- DATASET CONTENT:
//! Reading the region config from disk.

use std::path::Path;

use eyre::WrapErr as _;
use tokio::fs;

use crate::config::RegionConfig;

/// Reads and parses the region config from a TOML file.
///
/// # Errors
///
/// Returns an error if the config file cannot be read or parsed.
pub async fn load<P: AsRef<Path>>(path: P) -> eyre::Result<RegionConfig> {
    let path_ref = path.as_ref();
    let content = fs::read_to_string(path_ref).await.wrap_err(format!(
        "Failed to read config file at: {}",
        path_ref.display()
    ))?;
    let config: RegionConfig = toml::from_str(&content).wrap_err(format!(
        "Failed to parse config as TOML at: {}",
        path_ref.display()
    ))?;
    Ok(config)
}
//! Reads the kernel neighbour table and filters it down to the requested networks.
//!
//! The expected layout is the one of `/proc/net/arp`:
//!
//! ```text
//! IP address       HW type     Flags       HW address            Mask     Device
//! 10.0.0.5         0x1         0x2         52:54:00:12:34:56     *        eth0
//! ```

use std::{fs, io, net::IpAddr};

use ipnet::IpNet;
use metalfleet_common::{Discovery, unix_time_seconds};

pub const DEFAULT_NEIGHBOURS_FILE: &str = "/proc/net/arp";

/// ATF_COM: the entry has a resolved hardware address.
const FLAG_COMPLETE: u32 = 0x2;

#[derive(Debug, Clone, PartialEq, Eq)]
pub struct Neighbour {
    pub ip: IpAddr,
    pub mac: String,
}

/// Parses neighbour table text. Incomplete entries, zero MACs and lines that
/// don't parse are skipped.
#[must_use]
pub fn parse_table(content: &str) -> Vec<Neighbour> {
    content
        .lines()
        .skip(1)
        .filter_map(|line| {
            let mut fields = line.split_whitespace();
            let ip = fields.next()?.parse().ok()?;
            let _hw_type = fields.next()?;
            let flags = fields.next()?.trim_start_matches("0x");
            let flags = u32::from_str_radix(flags, 16).ok()?;
            let mac = fields.next()?.to_ascii_lowercase();
            (flags & FLAG_COMPLETE != 0 && mac != "00:00:00:00:00:00")
                .then_some(Neighbour { ip, mac })
        })
        .collect()
}

/// Keeps the neighbours inside any of `cidrs`. CIDRs that don't parse match nothing.
#[must_use]
pub fn filter_by_cidrs(neighbours: Vec<Neighbour>, cidrs: &[String]) -> Vec<Discovery> {
    let networks: Vec<IpNet> = cidrs.iter().filter_map(|c| c.parse().ok()).collect();
    let observed_at = unix_time_seconds();
    neighbours
        .into_iter()
        .filter(|n| networks.iter().any(|net| net.contains(&n.ip)))
        .map(|n| Discovery {
            mac: n.mac,
            ip: n.ip.to_string(),
            observed_at,
        })
        .collect()
}

/// Reads `path` and returns the neighbours inside `cidrs`.
///
/// # Errors
///
/// Returns an error if the file can't be read.
pub fn scan_file(path: &str, cidrs: &[String]) -> io::Result<Vec<Discovery>> {
    let content = fs::read_to_string(path)?;
    Ok(filter_by_cidrs(parse_table(&content), cidrs))
}

#[cfg(test)]
mod tests {
    use super::*;

    const TABLE: &str = "\
IP address       HW type     Flags       HW address            Mask     Device
10.0.0.5         0x1         0x2         52:54:00:12:34:56     *        eth0
10.0.0.6         0x1         0x0         00:00:00:00:00:00     *        eth0
10.0.1.9         0x1         0x2         52:54:00:AB:CD:EF     *        eth1
192.168.7.1      0x1         0x6         52:54:00:00:00:01     *        eth2
garbage line
";

    #[test]
    fn parses_complete_entries_only() {
        let parsed = parse_table(TABLE);
        assert_eq!(parsed.len(), 3, "incomplete and garbage lines are dropped");
        assert_eq!(parsed[1].mac, "52:54:00:ab:cd:ef", "mac is lowercased");
    }

    #[test]
    fn filters_by_requested_cidr() {
        let found = filter_by_cidrs(parse_table(TABLE), &["10.0.0.0/24".to_owned()]);
        assert_eq!(found.len(), 1);
        assert_eq!(found[0].ip, "10.0.0.5");
    }

    #[test]
    fn invalid_cidr_matches_nothing() {
        let found = filter_by_cidrs(parse_table(TABLE), &["not-a-cidr".to_owned()]);
        assert!(found.is_empty(), "bad CIDR must not match");
    }
}
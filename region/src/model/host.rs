use serde::{Deserialize, Serialize};

use super::HostId;

define_coded_enum! {
    /// Lifecycle status of a managed host.
    #[derive(Debug, Clone, Copy, PartialEq, Eq, Hash, PartialOrd, Ord)]
    pub enum HostStatus {
        New = 0 => "NEW",
        Commissioning = 1 => "COMMISSIONING",
        FailedCommissioning = 2 => "FAILED_COMMISSIONING",
        /// The host stopped answering.
        Missing = 3 => "MISSING",
        Ready = 4 => "READY",
        /// Reserved outside the normal allocation flow.
        Reserved = 5 => "RESERVED",
        Deployed = 6 => "DEPLOYED",
        Retired = 7 => "RETIRED",
        Broken = 8 => "BROKEN",
        Deploying = 9 => "DEPLOYING",
        Allocated = 10 => "ALLOCATED",
        FailedDeployment = 11 => "FAILED_DEPLOYMENT",
        Releasing = 12 => "RELEASING",
        FailedReleasing = 13 => "FAILED_RELEASING",
        DiskErasing = 14 => "DISK_ERASING",
        FailedDiskErasing = 15 => "FAILED_DISK_ERASING",
    }
}

impl HostStatus {
    /// Status every host starts in.
    pub const DEFAULT: Self = Self::New;

    /// Whether a host in this status has an owner.
    #[must_use]
    pub const fn is_owned(self) -> bool {
        matches!(
            self,
            Self::Allocated
                | Self::Deploying
                | Self::Deployed
                | Self::FailedDeployment
                | Self::Releasing
                | Self::FailedReleasing
                | Self::DiskErasing
                | Self::FailedDiskErasing
        )
    }
}

define_coded_enum! {
    /// What kind of node a host is.
    #[derive(Debug, Clone, Copy, PartialEq, Eq, Hash, Serialize, Deserialize)]
    #[serde(rename_all = "snake_case")]
    pub enum HostKind {
        Machine = 0 => "MACHINE",
        Device = 1 => "DEVICE",
        RackController = 2 => "RACK_CONTROLLER",
        RegionController = 3 => "REGION_CONTROLLER",
        RegionAndRackController = 4 => "REGION_AND_RACK_CONTROLLER",
    }
}

impl HostKind {
    #[must_use]
    pub const fn is_rack_controller(self) -> bool {
        matches!(self, Self::RackController | Self::RegionAndRackController)
    }
}

#[derive(Debug, Clone, PartialEq, Eq)]
pub struct Host {
    pub id: HostId,
    pub hostname: String,
    pub status: HostStatus,
    pub kind: HostKind,
    /// Only set while `status.is_owned()`.
    pub owner: Option<String>,
}

impl Host {
    #[must_use]
    pub const fn new(id: HostId, hostname: String, kind: HostKind) -> Self {
        Self {
            id,
            hostname,
            status: HostStatus::DEFAULT,
            kind,
            owner: None,
        }
    }
}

- WHAT TO WORK ON: Reproduce the data in its entirety, matching each character.

- EXERCISE RESPONSE:
//! Reading the region config from disk.

use std::path::Path;

use eyre::WrapErr as _;
use tokio::fs;

use crate::config::RegionConfig;

/// Reads and parses the region config from a TOML file.
///
/// # Errors
///
/// Returns an error if the config file cannot be read or parsed.
pub async fn load<P: AsRef<Path>>(path: P) -> eyre::Result<RegionConfig> {
    let path_ref = path.as_ref();
    let content = fs::read_to_string(path_ref).await.wrap_err(format!(
        "Failed to read config file at: {}",
        path_ref.display()
    ))?;
    let config: RegionConfig = toml::from_str(&content).wrap_err(format!(
        "Failed to parse config as TOML at: {}",
        path_ref.display()
    ))?;
    Ok(config)
}
//! Reads the kernel neighbour table and filters it down to the requested networks.
//!
//! The expected layout is the one of `/proc/net/arp`:
//!
//! ```text
//! IP address       HW type     Flags       HW address            Mask     Device
//! 10.0.0.5         0x1         0x2         52:54:00:12:34:56     *        eth0
//! ```

use std::{fs, io, net::IpAddr};

use ipnet::IpNet;
use metalfleet_common::{Discovery, unix_time_seconds};

pub const DEFAULT_NEIGHBOURS_FILE: &str = "/proc/net/arp";

/// ATF_COM: the entry has a resolved hardware address.
const FLAG_COMPLETE: u32 = 0x2;

#[derive(Debug, Clone, PartialEq, Eq)]
pub struct Neighbour {
    pub ip: IpAddr,
    pub mac: String,
}

/// Parses neighbour table text. Incomplete entries, zero MACs and lines that
/// don't parse are skipped.
#[must_use]
pub fn parse_table(content: &str) -> Vec<Neighbour> {
    content
        .lines()
        .skip(1)
        .filter_map(|line| {
            let mut fields = line.split_whitespace();
            let ip = fields.next()?.parse().ok()?;
            let _hw_type = fields.next()?;
            let flags = fields.next()?.trim_start_matches("0x");
            let flags = u32::from_str_radix(flags, 16).ok()?;
            let mac = fields.next()?.to_ascii_lowercase();
            (flags & FLAG_COMPLETE != 0 && mac != "00:00:00:00:00:00")
                .then_some(Neighbour { ip, mac })
        })
        .collect()
}

/// Keeps the neighbours inside any of `cidrs`. CIDRs that don't parse match nothing.
#[must_use]
pub fn filter_by_cidrs(neighbours: Vec<Neighbour>, cidrs: &[String]) -> Vec<Discovery> {
    let networks: Vec<IpNet> = cidrs.iter().filter_map(|c| c.parse().ok()).collect();
    let observed_at = unix_time_seconds();
    neighbours
        .into_iter()
        .filter(|n| networks.iter().any(|net| net.contains(&n.ip)))
        .map(|n| Discovery {
            mac: n.mac,
            ip: n.ip.to_string(),
            observed_at,
        })
        .collect()
}

/// Reads `path` and returns the neighbours inside `cidrs`.
///
/// # Errors
///
/// Returns an error if the file can't be read.
pub fn scan_file(path: &str, cidrs: &[String]) -> io::Result<Vec<Discovery>> {
    let content = fs::read_to_string(path)?;
    Ok(filter_by_cidrs(parse_table(&content), cidrs))
}

#[cfg(test)]
mod tests {
    use super::*;

    const TABLE: &str = "\
IP address       HW type     Flags       HW address            Mask     Device
10.0.0.5         0x1         0x2         52:54:00:12:34:56     *        eth0
10.0.0.6         0x1         0x0         00:00:00:00:00:00     *        eth0
10.0.1.9         0x1         0x2         52:54:00:AB:CD:EF     *        eth1
192.168.7.1      0x1         0x6         52:54:00:00:00:01     *        eth2
garbage line
";

    #[test]
    fn parses_complete_entries_only() {
        let parsed = parse_table(TABLE);
        assert_eq!(parsed.len(), 3, "incomplete and garbage lines are dropped");
        assert_eq!(parsed[1].mac, "52:54:00:ab:cd:ef", "mac is lowercased");
    }

    #[test]
    fn filters_by_requested_cidr() {
        let found = filter_by_cidrs(parse_table(TABLE), &["10.0.0.0/24".to_owned()]);
        assert_eq!(found.len(), 1);
        assert_eq!(found[0].ip, "10.0.0.5");
    }

    #[test]
    fn invalid_cidr_matches_nothing() {
        let found = filter_by_cidrs(parse_table(TABLE), &["not-a-cidr".to_owned()]);
        assert!(found.is_empty(), "bad CIDR must not match");
    }
}
filename region/src/model/host.rs
use serde::{Deserialize, Serialize};

use super::HostId;

define_coded_enum! {
    /// Lifecycle status of a managed host.
    #[derive(Debug, Clone, Copy, PartialEq, Eq, Hash, PartialOrd, Ord)]
    pub enum HostStatus {
        New = 0 => "NEW",
        Commissioning = 1 => "COMMISSIONING",
        FailedCommissioning = 2 => "FAILED_COMMISSIONING",
        /// The host stopped answering.
        Missing = 3 => "MISSING",
        Ready = 4 => "READY",
        /// Reserved outside the normal allocation flow.
        Reserved = 5 => "RESERVED",
        Deployed = 6 => "DEPLOYED",
        Retired = 7 => "RETIRED",
        Broken = 8 => "BROKEN",
        Deploying = 9 => "DEPLOYING",
        Allocated = 10 => "ALLOCATED",
        FailedDeployment = 11 => "FAILED_DEPLOYMENT",
        Releasing = 12 => "RELEASING",
        FailedReleasing = 13 => "FAILED_RELEASING",
        DiskErasing = 14 => "DISK_ERASING",
        FailedDiskErasing = 15 => "FAILED_DISK_ERASING",
    }
}

impl HostStatus {
    /// Status every host starts in.
    pub const DEFAULT: Self = Self::New;

    /// Whether a host in this status has an owner.
    #[must_use]
    pub const fn is_owned(self) -> bool {
        matches!(
            self,
            Self::Allocated
                | Self::Deploying
                | Self::Deployed
                | Self::FailedDeployment
                | Self::Releasing
                | Self::FailedReleasing
                | Self::DiskErasing
                | Self::FailedDiskErasing
        )
    }
}

define_coded_enum! {
    /// What kind of node a host is.
    #[derive(Debug, Clone, Copy, PartialEq, Eq, Hash, Serialize, Deserialize)]
    #[serde(rename_all = "snake_case")]
    pub enum HostKind {
        Machine = 0 => "MACHINE",
        Device = 1 => "DEVICE",
        RackController = 2 => "RACK_CONTROLLER",
        RegionController = 3 => "REGION_CONTROLLER",
        RegionAndRackController = 4 => "REGION_AND_RACK_CONTROLLER",
    }
}

impl HostKind {
    #[must_use]
    pub const fn is_rack_controller(self) -> bool {
        matches!(self, Self::RackController | Self::RegionAndRackController)
    }
}

#[derive(Debug, Clone, PartialEq, Eq)]
pub struct Host {
    pub id: HostId,
    pub hostname: String,
    pub status: HostStatus,
    pub kind: HostKind,
    /// Only set while `status.is_owned()`.
    pub owner: Option<String>,
}

impl Host {
    #[must_use]
    pub const fn new(id: HostId, hostname: String, kind: HostKind) -> Self {
        Self {
            id,
            hostname,
            status: HostStatus::DEFAULT,
            kind,
            owner: None,
        }
    }
}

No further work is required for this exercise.